An irregular galaxy is a galaxy that does not have a distinct regular shape, unlike a spiral or an elliptical galaxy. Irregular galaxies do not fall into any of the regular classes of the Hubble sequence, and they are often chaotic in appearance, with neither a nuclear bulge nor any trace of spiral arm structure.

Collectively they are thought to make up about a quarter of all galaxies. Some irregular galaxies were once spiral or elliptical galaxies but were deformed by an uneven external gravitational force. Irregular galaxies may contain abundant amounts of gas and dust. This is not necessarily true for dwarf irregulars.

Irregular galaxies are commonly small, about one tenth the mass of the Milky Way galaxy.  Due to their small sizes, they are prone to environmental effects like crashing with large galaxies and intergalactic clouds.

Types
There are three major types of irregular galaxies:

 An Irr-I galaxy (Irr I) is an irregular galaxy that features some structure but not enough to place it cleanly into the Hubble sequence. 
Subtypes with some spiral structure are called Sm galaxies
Subtypes without spiral structure are called Im galaxies.

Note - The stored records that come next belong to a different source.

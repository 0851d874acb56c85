//! In-process mock servers for the integration tests.
//!
//! Both servers run on plain `std::net` threads so they work alongside the
//! blocking client API without a runtime of their own.

#![allow(dead_code)]

use hickory_proto::op::{Message, MessageType, OpCode, ResponseCode};
use hickory_proto::rr::rdata::{A, CNAME};
use hickory_proto::rr::{Name, RData, Record, RecordType};
use hickory_proto::serialize::binary::{BinDecodable, BinEncodable};
use std::io::{BufRead, BufReader, Read, Write};
use std::net::{Ipv4Addr, SocketAddr, TcpListener, TcpStream, UdpSocket};
use std::sync::atomic::{AtomicBool, AtomicUsize, Ordering};
use std::sync::{Arc, Mutex};
use std::thread;
use std::time::Duration;

// === DNS ===

/// How the mock DNS server answers A queries. Other query types always get
/// an empty NOERROR answer.
#[derive(Clone, Debug)]
pub enum DnsReply {
    /// A records in this order.
    Answer(Vec<Ipv4Addr>),
    /// A CNAME to `target.` followed by A records for it.
    CnameThen(String, Vec<Ipv4Addr>),
    /// NOERROR with no answers.
    Empty,
    /// The given response code with no answers.
    Code(ResponseCode),
    /// Never answer.
    Silent,
}

pub struct DnsServer {
    addr: SocketAddr,
    queries: Arc<AtomicUsize>,
    reply: Arc<Mutex<DnsReply>>,
    stop: Arc<AtomicBool>,
}

impl DnsServer {
    pub fn start(reply: DnsReply) -> Self {
        let socket = UdpSocket::bind("127.0.0.1:0").unwrap();
        socket
            .set_read_timeout(Some(Duration::from_millis(50)))
            .unwrap();
        let addr = socket.local_addr().unwrap();

        let queries = Arc::new(AtomicUsize::new(0));
        let reply = Arc::new(Mutex::new(reply));
        let stop = Arc::new(AtomicBool::new(false));

        let (q, r, s) = (queries.clone(), reply.clone(), stop.clone());
        thread::spawn(move || {
            let mut buf = [0u8; 4096];
            while !s.load(Ordering::SeqCst) {
                let Ok((n, peer)) = socket.recv_from(&mut buf) else {
                    continue;
                };
                let Ok(query) = Message::from_bytes(&buf[..n]) else {
                    continue;
                };
                let is_a = query
                    .queries()
                    .first()
                    .is_some_and(|q| q.query_type() == RecordType::A);
                if is_a {
                    q.fetch_add(1, Ordering::SeqCst);
                }

                let reply = r.lock().unwrap().clone();
                if let Some(response) = answer(&query, is_a, &reply) {
                    let _ = socket.send_to(&response.to_bytes().unwrap(), peer);
                }
            }
        });

        Self {
            addr,
            queries,
            reply,
            stop,
        }
    }

    pub fn addr(&self) -> SocketAddr {
        self.addr
    }

    /// Server address as `host:port`.
    pub fn addr_str(&self) -> String {
        self.addr.to_string()
    }

    /// Number of A queries received so far.
    pub fn a_queries(&self) -> usize {
        self.queries.load(Ordering::SeqCst)
    }

    pub fn set_reply(&self, reply: DnsReply) {
        *self.reply.lock().unwrap() = reply;
    }
}

impl Drop for DnsServer {
    fn drop(&mut self) {
        self.stop.store(true, Ordering::SeqCst);
    }
}

fn answer(query: &Message, is_a: bool, reply: &DnsReply) -> Option<Message> {
    let mut response = Message::new();
    response
        .set_id(query.id())
        .set_message_type(MessageType::Response)
        .set_op_code(OpCode::Query)
        .set_recursion_desired(query.recursion_desired())
        .set_recursion_available(true)
        .set_response_code(ResponseCode::NoError);
    for q in query.queries() {
        response.add_query(q.clone());
    }
    let name = query.queries().first()?.name().clone();

    if !is_a {
        return Some(response);
    }

    match reply {
        DnsReply::Answer(ips) => {
            for ip in ips {
                response.add_answer(Record::from_rdata(name.clone(), 60, RData::A(A(*ip))));
            }
        }
        DnsReply::CnameThen(target, ips) => {
            let target = Name::from_ascii(format!("{target}.")).unwrap();
            response.add_answer(Record::from_rdata(
                name,
                60,
                RData::CNAME(CNAME(target.clone())),
            ));
            for ip in ips {
                response.add_answer(Record::from_rdata(target.clone(), 60, RData::A(A(*ip))));
            }
        }
        DnsReply::Empty => {}
        DnsReply::Code(code) => {
            response.set_response_code(*code);
        }
        DnsReply::Silent => return None,
    }
    Some(response)
}

// === HTTP ===

/// One request as the mock HTTP server saw it.
#[derive(Clone, Debug)]
pub struct RecordedRequest {
    pub method: String,
    pub target: String,
    pub headers: Vec<(String, String)>,
    pub body: Vec<u8>,
}

impl RecordedRequest {
    pub fn header(&self, name: &str) -> Option<&str> {
        self.headers
            .iter()
            .find(|(k, _)| k.eq_ignore_ascii_case(name))
            .map(|(_, v)| v.as_str())
    }
}

/// What the mock HTTP server sends back.
#[derive(Clone, Debug)]
pub struct Reply {
    pub status: u16,
    pub headers: Vec<(String, String)>,
    pub body: Vec<u8>,
    /// `Content-Length` to announce; defaults to the body length. Announcing
    /// more than is sent simulates a connection dropped mid-body.
    pub declared_len: Option<usize>,
    pub delay: Option<Duration>,
}

impl Reply {
    pub fn ok(body: impl Into<Vec<u8>>) -> Self {
        Self {
            status: 200,
            headers: Vec::new(),
            body: body.into(),
            declared_len: None,
            delay: None,
        }
    }

    pub fn status(mut self, status: u16) -> Self {
        self.status = status;
        self
    }

    pub fn header(mut self, name: &str, value: &str) -> Self {
        self.headers.push((name.to_string(), value.to_string()));
        self
    }

    pub fn declared_len(mut self, len: usize) -> Self {
        self.declared_len = Some(len);
        self
    }

    pub fn delay(mut self, delay: Duration) -> Self {
        self.delay = Some(delay);
        self
    }
}

type Handler = Arc<dyn Fn(&RecordedRequest) -> Reply + Send + Sync>;

pub struct HttpServer {
    addr: SocketAddr,
    requests: Arc<Mutex<Vec<RecordedRequest>>>,
    stop: Arc<AtomicBool>,
}

impl HttpServer {
    pub fn start<F>(handler: F) -> Self
    where
        F: Fn(&RecordedRequest) -> Reply + Send + Sync + 'static,
    {
        Self::bind("127.0.0.1:0", handler)
    }

    pub fn bind<F>(addr: &str, handler: F) -> Self
    where
        F: Fn(&RecordedRequest) -> Reply + Send + Sync + 'static,
    {
        Self::try_bind(addr, handler).unwrap()
    }

    /// Like [`HttpServer::bind`], but `None` when the address is taken or
    /// needs privileges the test process lacks.
    pub fn try_bind<F>(addr: &str, handler: F) -> Option<Self>
    where
        F: Fn(&RecordedRequest) -> Reply + Send + Sync + 'static,
    {
        let listener = TcpListener::bind(addr).ok()?;
        let addr = listener.local_addr().unwrap();
        let requests = Arc::new(Mutex::new(Vec::new()));
        let stop = Arc::new(AtomicBool::new(false));
        let handler: Handler = Arc::new(handler);

        let (reqs, s) = (requests.clone(), stop.clone());
        thread::spawn(move || {
            for conn in listener.incoming() {
                if s.load(Ordering::SeqCst) {
                    break;
                }
                let Ok(conn) = conn else { continue };
                let (handler, reqs) = (handler.clone(), reqs.clone());
                thread::spawn(move || serve(conn, &*handler, &reqs));
            }
        });

        Some(Self {
            addr,
            requests,
            stop,
        })
    }

    /// An echo server: replies with the request body and reports the method
    /// and content type in `x-method` / `x-content-type`.
    pub fn echo() -> Self {
        Self::start(|req| {
            let mut reply = Reply::ok(req.body.clone()).header("x-method", &req.method);
            if let Some(ct) = req.header("content-type") {
                reply = reply.header("x-content-type", ct);
            }
            reply
        })
    }

    pub fn addr(&self) -> SocketAddr {
        self.addr
    }

    pub fn port(&self) -> u16 {
        self.addr.port()
    }

    pub fn url(&self, path: &str) -> String {
        format!("http://{}{}", self.addr, path)
    }

    pub fn requests(&self) -> Vec<RecordedRequest> {
        self.requests.lock().unwrap().clone()
    }
}

impl Drop for HttpServer {
    fn drop(&mut self) {
        self.stop.store(true, Ordering::SeqCst);
        // Wake the accept loop so it sees the flag.
        let _ = TcpStream::connect(self.addr);
    }
}

fn serve(conn: TcpStream, handler: &dyn Fn(&RecordedRequest) -> Reply, log: &Mutex<Vec<RecordedRequest>>) {
    let Ok(mut writer) = conn.try_clone() else {
        return;
    };
    let mut reader = BufReader::new(conn);

    let mut line = String::new();
    if reader.read_line(&mut line).unwrap_or(0) == 0 {
        return;
    }
    let mut parts = line.split_whitespace();
    let method = parts.next().unwrap_or_default().to_string();
    let target = parts.next().unwrap_or_default().to_string();

    let mut headers = Vec::new();
    loop {
        let mut line = String::new();
        if reader.read_line(&mut line).unwrap_or(0) == 0 {
            return;
        }
        let line = line.trim_end();
        if line.is_empty() {
            break;
        }
        if let Some((k, v)) = line.split_once(':') {
            headers.push((k.trim().to_string(), v.trim().to_string()));
        }
    }

    let len = headers
        .iter()
        .find(|(k, _)| k.eq_ignore_ascii_case("content-length"))
        .and_then(|(_, v)| v.parse::<usize>().ok())
        .unwrap_or(0);
    let mut body = vec![0u8; len];
    if reader.read_exact(&mut body).is_err() {
        return;
    }

    let request = RecordedRequest {
        method,
        target,
        headers,
        body,
    };
    let reply = handler(&request);
    log.lock().unwrap().push(request);

    if let Some(delay) = reply.delay {
        thread::sleep(delay);
    }

    let mut head = format!("HTTP/1.1 {} MOCK\r\n", reply.status);
    for (k, v) in &reply.headers {
        head.push_str(&format!("{k}: {v}\r\n"));
    }
    let declared = reply.declared_len.unwrap_or(reply.body.len());
    head.push_str(&format!("Content-Length: {declared}\r\nConnection: close\r\n\r\n"));

    let _ = writer.write_all(head.as_bytes());
    let _ = writer.write_all(&reply.body);
    let _ = writer.flush();
    let _ = writer.shutdown(std::net::Shutdown::Both);
}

 An Irr-II galaxy (Irr II) is an irregular galaxy that does not appear to feature any structure that can place it into the Hubble sequence.

 A dI-galaxy (or dIrr) is a dwarf irregular galaxy. This type of galaxy is now thought to be important to understand the overall evolution of galaxies, as they tend to have a low level of metallicity and relatively high levels of gas, and are thought to be similar to the earliest galaxies that populated the Universe. They may represent a local (and therefore more recent) version of the faint blue galaxies known to exist in deep field galaxy surveys.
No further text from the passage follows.